◆ Assigned task: The data below is to be output in full, unchanged.

[[ Recorded data, beginning ]]

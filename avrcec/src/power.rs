//! Display power coordination
//!
//! Decides when to send power commands to the display, and keeps track of
//! what we believe its power state is. Turning the display on is a single
//! `ImageViewOn`, after which it is assumed to be on. Turning it off is
//! harder: the display may ignore `Standby`, so the command is repeated at a
//! fixed interval until the display broadcasts its own `Standby`, which is
//! the only reliable sign that it is off. If that never happens within the
//! attempt budget, the belief is reset to `Unknown`.

use crate::avr::{Source, SourcePolicy};
use crate::cec::proto::{self, Opcode, PowerStatus};
use crate::cec::{Bus, BusMessage, Direction, LogicalAddress, SendError};
use crossbeam::channel::{self, RecvTimeoutError};
use std::time::{Duration, Instant};
use tracing::{debug, info, warn};

#[derive(Debug, Clone, Copy, PartialEq, Eq)]
pub enum DisplayPowerState {
    Unknown,
    On,
    Off,
}

/// What a power-on request ended up doing.
#[derive(Debug, Clone, Copy, PartialEq, Eq)]
pub enum PowerOnOutcome {
    Sent,
    AlreadyOn,
    Suppressed(Source),
    /// The command could not be sent; the state is unchanged.
    SendFailed,
}

/// How a power-off request ended.
#[derive(Debug, Clone, Copy, PartialEq, Eq)]
pub enum PowerOffOutcome {
    /// The display broadcast its standby after `attempts` commands.
    Confirmed { attempts: u32 },
    /// No confirmation within the budget; the state is now `Unknown`.
    GaveUp { attempts: u32 },
}

/// Bounds of the power-off loop.
#[derive(Debug, Clone, Copy, PartialEq, Eq)]
pub struct RetryPolicy {
    pub attempts: u32,
    pub interval: Duration,
}

impl Default for RetryPolicy {
    fn default() -> RetryPolicy {
        RetryPolicy {
            attempts: 60,
            interval: Duration::from_millis(500),
        }
    }
}

/// Waits between power-off attempts, returning the bus messages that came
/// in meanwhile.
pub trait Waiter {
    fn wait(&mut self, interval: Duration) -> Vec<BusMessage>;
}

/// Waits on the channel carrying decoded bus messages.
pub struct ChannelWaiter {
    rx: channel::Receiver<BusMessage>,
}

impl ChannelWaiter {
    pub fn new(rx: channel::Receiver<BusMessage>) -> ChannelWaiter {
        ChannelWaiter { rx }
    }
}

impl Waiter for ChannelWaiter {
    fn wait(&mut self, interval: Duration) -> Vec<BusMessage> {
        let deadline = Instant::now() + interval;
        let mut msgs = Vec::new();
        loop {
            let remaining = deadline.saturating_duration_since(Instant::now());
            match self.rx.recv_timeout(remaining) {
                Ok(msg) => msgs.push(msg),
                Err(RecvTimeoutError::Timeout) => break,
                Err(RecvTimeoutError::Disconnected) => {
                    std::thread::sleep(deadline.saturating_duration_since(Instant::now()));
                    break;
                }
            }
        }
        msgs
    }
}

pub struct Coordinator<B: Bus, W: Waiter> {
    bus: B,
    waiter: W,
    /// Logical address of the display.
    display: LogicalAddress,
    policy: SourcePolicy,
    retry: RetryPolicy,
    state: DisplayPowerState,
}

impl<B: Bus, W: Waiter> Coordinator<B, W> {
    pub fn new(
        bus: B,
        waiter: W,
        display: LogicalAddress,
        policy: SourcePolicy,
        retry: RetryPolicy,
    ) -> Coordinator<B, W> {
        Coordinator {
            bus,
            waiter,
            display,
            policy,
            retry,
            state: DisplayPowerState::Unknown,
        }
    }

    pub fn state(&self) -> DisplayPowerState {
        self.state
    }

    pub fn bus(&self) -> &B {
        &self.bus
    }

    /// Turns the display on for `source`, unless it is believed to be on
    /// already or `source` has no picture.
    pub fn on_source_power_on_intent(&mut self, source: Source) -> PowerOnOutcome {
        if self.state == DisplayPowerState::On {
            info!("display already on, skipping power on");
            return PowerOnOutcome::AlreadyOn;
        }
        if self.policy.suppresses_auto_power_on(source) {
            info!("source {:?} has no video, skipping power on", source);
            return PowerOnOutcome::Suppressed(source);
        }
        info!("powering on display for source {:?}", source);
        let sent = proto::encode(Opcode::ImageViewOn, &[])
            .map_err(SendError::from)
            .and_then(|payload| self.bus.send_message(self.display, &payload));
        if let Err(err) = sent {
            warn!("failed to send power on: {}", err);
            return PowerOnOutcome::SendFailed;
        }
        info!("display power state -> on");
        self.state = DisplayPowerState::On;
        PowerOnOutcome::Sent
    }

    /// Sends `Standby` until the display confirms. Blocks for up to the
    /// whole retry budget.
    ///
    /// A display already believed to be off gets a single `Standby` and no
    /// wait for a new confirmation, since it has nothing left to announce.
    pub fn on_power_off_intent(&mut self) -> PowerOffOutcome {
        let payload = [u8::from(Opcode::Standby)];
        let mut attempts = 0;
        while attempts < self.retry.attempts {
            attempts += 1;
            info!("turning off display: attempt {}", attempts);
            if let Err(err) = self.bus.send_message(self.display, &payload) {
                warn!("failed to send standby: {}", err);
            }
            if self.state == DisplayPowerState::Off {
                info!("display already off");
                return PowerOffOutcome::Confirmed { attempts };
            }
            for msg in self.waiter.wait(self.retry.interval) {
                self.on_bus_message(&msg);
            }
            if self.state == DisplayPowerState::Off {
                info!("display is off after {} attempts", attempts);
                return PowerOffOutcome::Confirmed { attempts };
            }
        }
        warn!(
            "display did not confirm standby after {} attempts, power state -> unknown",
            attempts
        );
        self.state = DisplayPowerState::Unknown;
        PowerOffOutcome::GaveUp { attempts }
    }

    /// Applies a message observed on the bus.
    pub fn on_bus_message(&mut self, msg: &BusMessage) {
        if msg.direction == Direction::TransmitComplete {
            debug!("transmit complete: {}", msg);
            return;
        }
        if msg.is_standby_broadcast_from(self.display) {
            info!("display broadcast standby, display power state -> off");
            self.state = DisplayPowerState::Off;
            return;
        }
        match msg.opcode() {
            Opcode::ReportPowerStatus if msg.initiator == LogicalAddress::AudioSystem => {
                info!(
                    "receiver reports power status {:?}",
                    PowerStatus::from(msg.operands()[0])
                );
            }
            Opcode::SetSystemAudioMode => {
                info!(
                    "{:?} sets system audio mode {}",
                    msg.initiator,
                    if msg.operands()[0] == 1 { "on" } else { "off" }
                );
            }
            Opcode::ImageViewOn => {
                debug!("{:?} requested image view on", msg.initiator);
            }
            _ => {}
        }
    }
}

[[ Recorded data, end ]]

◆ Exercise result:
filename avrcec/src/power.rs
//! Display power coordination
//!
//! Decides when to send power commands to the display, and keeps track of
//! what we believe its power state is. Turning the display on is a single
//! `ImageViewOn`, after which it is assumed to be on. Turning it off is
//! harder: the display may ignore `Standby`, so the command is repeated at a
//! fixed interval until the display broadcasts its own `Standby`, which is
//! the only reliable sign that it is off. If that never happens within the
//! attempt budget, the belief is reset to `Unknown`.

use crate::avr::{Source, SourcePolicy};
use crate::cec::proto::{self, Opcode, PowerStatus};
use crate::cec::{Bus, BusMessage, Direction, LogicalAddress, SendError};
use crossbeam::channel::{self, RecvTimeoutError};
use std::time::{Duration, Instant};
use tracing::{debug, info, warn};

#[derive(Debug, Clone, Copy, PartialEq, Eq)]
pub enum DisplayPowerState {
    Unknown,
    On,
    Off,
}

/// What a power-on request ended up doing.
#[derive(Debug, Clone, Copy, PartialEq, Eq)]
pub enum PowerOnOutcome {
    Sent,
    AlreadyOn,
    Suppressed(Source),
    /// The command could not be sent; the state is unchanged.
    SendFailed,
}

/// How a power-off request ended.
#[derive(Debug, Clone, Copy, PartialEq, Eq)]
pub enum PowerOffOutcome {
    /// The display broadcast its standby after `attempts` commands.
    Confirmed { attempts: u32 },
    /// No confirmation within the budget; the state is now `Unknown`.
    GaveUp { attempts: u32 },
}

/// Bounds of the power-off loop.
#[derive(Debug, Clone, Copy, PartialEq, Eq)]
pub struct RetryPolicy {
    pub attempts: u32,
    pub interval: Duration,
}

impl Default for RetryPolicy {
    fn default() -> RetryPolicy {
        RetryPolicy {
            attempts: 60,
            interval: Duration::from_millis(500),
        }
    }
}

/// Waits between power-off attempts, returning the bus messages that came
/// in meanwhile.
pub trait Waiter {
    fn wait(&mut self, interval: Duration) -> Vec<BusMessage>;
}

/// Waits on the channel carrying decoded bus messages.
pub struct ChannelWaiter {
    rx: channel::Receiver<BusMessage>,
}

impl ChannelWaiter {
    pub fn new(rx: channel::Receiver<BusMessage>) -> ChannelWaiter {
        ChannelWaiter { rx }
    }
}

impl Waiter for ChannelWaiter {
    fn wait(&mut self, interval: Duration) -> Vec<BusMessage> {
        let deadline = Instant::now() + interval;
        let mut msgs = Vec::new();
        loop {
            let remaining = deadline.saturating_duration_since(Instant::now());
            match self.rx.recv_timeout(remaining) {
                Ok(msg) => msgs.push(msg),
                Err(RecvTimeoutError::Timeout) => break,
                Err(RecvTimeoutError::Disconnected) => {
                    std::thread::sleep(deadline.saturating_duration_since(Instant::now()));
                    break;
                }
            }
        }
        msgs
    }
}

pub struct Coordinator<B: Bus, W: Waiter> {
    bus: B,
    waiter: W,
    /// Logical address of the display.
    display: LogicalAddress,
    policy: SourcePolicy,
    retry: RetryPolicy,
    state: DisplayPowerState,
}

impl<B: Bus, W: Waiter> Coordinator<B, W> {
    pub fn new(
        bus: B,
        waiter: W,
        display: LogicalAddress,
        policy: SourcePolicy,
        retry: RetryPolicy,
    ) -> Coordinator<B, W> {
        Coordinator {
            bus,
            waiter,
            display,
            policy,
            retry,
            state: DisplayPowerState::Unknown,
        }
    }

    pub fn state(&self) -> DisplayPowerState {
        self.state
    }

    pub fn bus(&self) -> &B {
        &self.bus
    }

    /// Turns the display on for `source`, unless it is believed to be on
    /// already or `source` has no picture.
    pub fn on_source_power_on_intent(&mut self, source: Source) -> PowerOnOutcome {
        if self.state == DisplayPowerState::On {
            info!("display already on, skipping power on");
            return PowerOnOutcome::AlreadyOn;
        }
        if self.policy.suppresses_auto_power_on(source) {
            info!("source {:?} has no video, skipping power on", source);
            return PowerOnOutcome::Suppressed(source);
        }
        info!("powering on display for source {:?}", source);
        let sent = proto::encode(Opcode::ImageViewOn, &[])
            .map_err(SendError::from)
            .and_then(|payload| self.bus.send_message(self.display, &payload));
        if let Err(err) = sent {
            warn!("failed to send power on: {}", err);
            return PowerOnOutcome::SendFailed;
        }
        info!("display power state -> on");
        self.state = DisplayPowerState::On;
        PowerOnOutcome::Sent
    }

    /// Sends `Standby` until the display confirms. Blocks for up to the
    /// whole retry budget.
    ///
    /// A display already believed to be off gets a single `Standby` and no
    /// wait for a new confirmation, since it has nothing left to announce.
    pub fn on_power_off_intent(&mut self) -> PowerOffOutcome {
        let payload = [u8::from(Opcode::Standby)];
        let mut attempts = 0;
        while attempts < self.retry.attempts {
            attempts += 1;
            info!("turning off display: attempt {}", attempts);
            if let Err(err) = self.bus.send_message(self.display, &payload) {
                warn!("failed to send standby: {}", err);
            }
            if self.state == DisplayPowerState::Off {
                info!("display already off");
                return PowerOffOutcome::Confirmed { attempts };
            }
            for msg in self.waiter.wait(self.retry.interval) {
                self.on_bus_message(&msg);
            }
            if self.state == DisplayPowerState::Off {
                info!("display is off after {} attempts", attempts);
                return PowerOffOutcome::Confirmed { attempts };
            }
        }
        warn!(
            "display did not confirm standby after {} attempts, power state -> unknown",
            attempts
        );
        self.state = DisplayPowerState::Unknown;
        PowerOffOutcome::GaveUp { attempts }
    }

    /// Applies a message observed on the bus.
    pub fn on_bus_message(&mut self, msg: &BusMessage) {
        if msg.direction == Direction::TransmitComplete {
            debug!("transmit complete: {}", msg);
            return;
        }
        if msg.is_standby_broadcast_from(self.display) {
            info!("display broadcast standby, display power state -> off");
            self.state = DisplayPowerState::Off;
            return;
        }
        match msg.opcode() {
            Opcode::ReportPowerStatus if msg.initiator == LogicalAddress::AudioSystem => {
                info!(
                    "receiver reports power status {:?}",
                    PowerStatus::from(msg.operands()[0])
                );
            }
            Opcode::SetSystemAudioMode => {
                info!(
                    "{:?} sets system audio mode {}",
                    msg.initiator,
                    if msg.operands()[0] == 1 { "on" } else { "off" }
                );
            }
            Opcode::ImageViewOn => {
                debug!("{:?} requested image view on", msg.initiator);
            }
            _ => {}
        }
    }
}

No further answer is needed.